Je ne réponds pas. Ce que j’ai vu, ce que j’entends depuis ce matin, me bouleverse, me stupéfie. Je ne puis revenir de mon étonnement, étonnement mélangé de répulsion. Tout cet argent gaspillé, empoigné, happé, perdu ; cette façon de disposer de choses qui ne vous appartiennent pas ; l’usure, l’inconscience, la cupidité, le cynisme ; l’ignominie de tous ces dessous de l’existence qui m’apparaissent tout à coup dans leur nudité… Et le mensonge peut-être.
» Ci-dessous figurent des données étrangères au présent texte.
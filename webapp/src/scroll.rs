use std::rc::Rc;

use anyhow::Result;
use folio_common::{
    menu::ACTIVE_MARKER,
    scroll::{NAVBAR_BACKDROP, ScrollView, SectionBounds, active_section},
};
use gloo_events::EventListener;
use tracing::{error, trace};
use wasm_bindgen::{JsCast, closure::Closure};
use web_sys::{Document, HtmlElement};

use crate::{
    common::{
        dom::{append_to_body, create_html, inject_stylesheet, js_err, select_all, set_marker, set_style},
        style::{SCROLL_TOP_STYLE_ID, SCROLL_TOP_STYLES},
    },
    page::Page,
};

const SCROLL_TOP_VISIBLE: &str = "visible";

impl Page {
    pub(crate) fn create_scroll_top_button(document: &Document) -> Result<HtmlElement> {
        inject_stylesheet(document, SCROLL_TOP_STYLE_ID, SCROLL_TOP_STYLES)?;

        let button = create_html(document, "button")?;
        button.set_inner_html(r#"<i class="fas fa-chevron-up"></i>"#);
        button.set_class_name("scroll-to-top");
        button.set_attribute("aria-label", "Scroll to top").map_err(js_err)?;

        append_to_body(document, &button)?;
        Ok(button)
    }

    pub fn attach_scroll(self: &Rc<Self>) -> Result<()> {
        let page = self.clone();
        EventListener::new(&self.window, "scroll", move |_| page.request_scroll_frame()).forget();

        let page = self.clone();
        EventListener::new(&self.scroll_top, "click", move |_| page.scroll_to_top()).forget();

        Ok(())
    }

    // scroll events arrive far more often than frames are drawn, so the work is deferred to the
    // next animation frame and any events before then are dropped
    fn request_scroll_frame(self: &Rc<Self>) {
        let page = self.clone();
        let scheduled = self.frame.borrow_mut().schedule(|| {
            let callback = Closure::once_into_js(move || {
                if let Err(err) = page.handle_scroll() {
                    error!("scroll update failed: {err:#}");
                }
                page.frame.borrow_mut().complete();
            });

            self.window.request_animation_frame(callback.unchecked_ref())
        });

        match scheduled {
            Ok(true) => trace!("scroll frame requested"),
            Ok(false) => {}
            Err(err) => error!("failed to request animation frame: {}", js_err(err)),
        }
    }

    pub fn handle_scroll(&self) -> Result<()> {
        let view = ScrollView::at(self.scroll_offset(), &self.config.scroll);

        set_marker(&self.scroll_top, SCROLL_TOP_VISIBLE, view.show_scroll_top)?;

        if let Some(navbar) = &self.navbar {
            set_style(navbar, "background", view.navbar_background())?;
            set_style(navbar, "backdrop-filter", NAVBAR_BACKDROP)?;
        }

        self.update_active_link()
    }

    // sections are measured fresh every time since layout can shift under us
    pub fn update_active_link(&self) -> Result<()> {
        let sections: Vec<_> = select_all(&self.document, "section")?
            .into_iter()
            .map(|section| {
                SectionBounds::new(
                    section.get_attribute("id"),
                    f64::from(section.offset_top()),
                    f64::from(section.offset_height()),
                )
            })
            .collect();

        let Some(active) = active_section(&sections, self.scroll_offset(), &self.config.scroll)
        else {
            return Ok(());
        };

        let href = active.link_href();
        for link in &self.nav_links {
            let current = href.is_some() && link.get_attribute("href") == href;
            set_marker(link, ACTIVE_MARKER, current)?;
        }

        Ok(())
    }
}
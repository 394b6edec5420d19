use crate::config::RevealConfig;

pub const VISIBLE_CLASS: &str = "visible";

// an element group that fades or slides in the first time it is scrolled into view
#[derive(Clone, Copy, Debug, Eq, PartialEq)]
pub struct RevealTarget {
    pub selector: &'static str,
    pub class: &'static str,
}

const fn target(selector: &'static str, class: &'static str) -> RevealTarget {
    RevealTarget { selector, class }
}

pub const REVEAL_TARGETS: &[RevealTarget] = &[
    target(".section-header", "fade-in"),
    target(".hero-text", "slide-in-left"),
    target(".hero-image", "slide-in-right"),
    target(".about-text", "slide-in-left"),
    target(".about-image", "slide-in-right"),
    target(".project-card", "fade-in"),
    target(".skill-category", "fade-in"),
    target(".contact-info", "slide-in-left"),
    target(".contact-form", "slide-in-right"),
];

// css animation-delay for the index-th element of a selector group
//
// computed from whole milliseconds so index 3 gives "0.3s", not the float-noise
// "0.30000000000000004s"; both parse to the same css time
pub fn stagger_delay(index: usize, config: &RevealConfig) -> String {
    let millis = index as f64 * f64::from(config.stagger_ms);
    format!("{}s", millis / 1000.0)
}

// intersection observer root margin, shrinking only the bottom edge
pub fn root_margin(config: &RevealConfig) -> String {
    format!("0px 0px -{}px 0px", config.bottom_margin)
}

// one-way reveal latch
//
// once an element has been seen it stays visible, even if it later leaves the viewport
#[derive(Clone, Copy, Debug, Default, Eq, PartialEq)]
pub enum RevealState {
    #[default]
    Hidden,
    Visible,
}

impl RevealState {
    pub fn from_marker(visible: bool) -> Self {
        if visible {
            RevealState::Visible
        } else {
            RevealState::Hidden
        }
    }

    pub fn observe(self, intersecting: bool) -> Self {
        match self {
            RevealState::Visible => RevealState::Visible,
            RevealState::Hidden if intersecting => RevealState::Visible,
            RevealState::Hidden => RevealState::Hidden,
        }
    }

    pub fn is_visible(self) -> bool {
        self == RevealState::Visible
    }
}

#[cfg(test)]
mod tests {
    use super::*;

    #[test]
    fn delays_are_staggered_by_index() {
        let config = RevealConfig::default();

        assert_eq!(stagger_delay(0, &config), "0s");
        assert_eq!(stagger_delay(1, &config), "0.1s");
        assert_eq!(stagger_delay(3, &config), "0.3s");
        assert_eq!(stagger_delay(12, &config), "1.2s");
    }

    #[test]
    fn margin_shrinks_bottom_only() {
        assert_eq!(root_margin(&RevealConfig::default()), "0px 0px -50px 0px");
    }

    #[test]
    fn reveal_is_one_way() {
        let mut state = RevealState::default();

        state = state.observe(false);
        assert!(!state.is_visible());

        state = state.observe(true);
        assert!(state.is_visible());

        // scrolled back out, then in again
        state = state.observe(false);
        assert!(state.is_visible());
        state = state.observe(true);
        assert!(state.is_visible());
    }

    #[test]
    fn targets_cover_every_animated_group() {
        let classes: Vec<_> = REVEAL_TARGETS.iter().map(|t| t.class).collect();

        assert_eq!(REVEAL_TARGETS.len(), 9);
        assert!(classes.iter().all(|c| ["fade-in", "slide-in-left", "slide-in-right"].contains(c)));
        assert!(REVEAL_TARGETS.iter().any(|t| t.selector == ".contact-form"));
    }
}
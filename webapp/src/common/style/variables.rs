// palette shared by the injected stylesheets
//
// the host page owns its own theme; these only cover the elements this crate creates
pub const ACCENT: &str = "#6366f1";
pub const ACCENT_DARK: &str = "#4f46e5";
pub const SUCCESS: &str = "#10b981";
pub const ERROR: &str = "#ef4444";
pub const INFO: &str = "#6366f1";

pub const MOBILE_BREAKPOINT: &str = "768px";
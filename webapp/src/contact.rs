use std::rc::Rc;

use anyhow::Result;
use folio_common::{
    contact::{ContactForm, PendingSubmit, SUCCESS_MESSAGE},
    notify::NotificationKind,
};
use gloo_events::{EventListener, EventListenerOptions};
use gloo_timers::future::TimeoutFuture;
use tracing::{debug, error, info, warn};
use wasm_bindgen::JsCast;
use wasm_bindgen_futures::spawn_local;
use web_sys::{FormData, HtmlButtonElement, HtmlFormElement};

use crate::{
    common::dom::{js_err, select},
    page::Page,
};

const SUBMIT_SELECTOR: &str = r#"button[type="submit"]"#;

impl Page {
    pub fn attach_contact(self: &Rc<Self>) -> Result<()> {
        let Some(form) = select::<HtmlFormElement>(&self.document, ".contact-form")? else {
            debug!("no contact form on page");
            return Ok(());
        };

        let page = self.clone();
        let target = form.clone();
        EventListener::new_with_options(
            &form,
            "submit",
            EventListenerOptions::enable_prevent_default(),
            move |event| {
                event.prevent_default();

                if let Err(err) = page.submit_contact(&target) {
                    error!("contact form submission failed: {err:#}");
                }
            },
        )
        .forget();

        Ok(())
    }

    // there is no transport behind this form; a successful submission only waits out the
    // configured latency and then reports success
    fn submit_contact(self: &Rc<Self>, form: &HtmlFormElement) -> Result<()> {
        let data = FormData::new_with_form(form).map_err(js_err)?;
        let contact = ContactForm::from_fields(|field| data.get(field.name()).as_string());

        if let Err(err) = contact.validate() {
            debug!(?err, "contact form rejected");
            self.notify(&err.to_string(), NotificationKind::Error);
            return Ok(());
        }

        let button = form
            .query_selector(SUBMIT_SELECTOR)
            .map_err(js_err)?
            .and_then(|element| element.dyn_into::<HtmlButtonElement>().ok());

        let pending = button.as_ref().map(|button| {
            let pending = PendingSubmit::begin(button.text_content().unwrap_or_default());
            button.set_text_content(Some(pending.label()));
            button.set_disabled(true);
            pending
        });

        if button.is_none() {
            warn!("contact form has no submit button");
        }

        info!("simulating contact form submission");

        let page = self.clone();
        let form = form.clone();
        let latency = self.config.contact.latency_ms;
        spawn_local(async move {
            TimeoutFuture::new(latency).await;

            page.notify(SUCCESS_MESSAGE, NotificationKind::Success);
            form.reset();

            if let (Some(button), Some(pending)) = (button, pending) {
                button.set_text_content(Some(&pending.finish()));
                button.set_disabled(false);
            }
        });

        Ok(())
    }
}
// stylesheets for the elements this crate creates; each is injected into <head> at most once
mod components;
mod variables;

pub use components::{NOTIFICATION_STYLES, SCROLL_TOP_STYLES};

pub const SCROLL_TOP_STYLE_ID: &str = "scroll-to-top-styles";
pub const NOTIFICATION_STYLE_ID: &str = "notification-styles";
Car est-il vrai que mon père ait engagé le pauvre vieux Freeman à me laisser une part de sa fortune ? Est-il vrai, même, qu’il lui ait rendu visite une seule fois ?…

Mon père me frappe sur l’épaule.

— Eh ! bien, à quoi penses-tu ? Tu n’as guère une mine d’héritier. À ton âge, si l’on m’avait apporté une nouvelle comme celle que je viens de t’annoncer, j’aurais fait une autre figure. À propos, tu ne m’as pas dit ce que tu as fait avec les quinze cents francs du Lévy. Des femmes ? Maintenant que tu as l’épaulette, j’espère bien… En tous cas, tu sais, pas de collage. À ton deuxième galon, il te faut un mariage, et un fameux. J’en ai fait deux bons ; par conséquent…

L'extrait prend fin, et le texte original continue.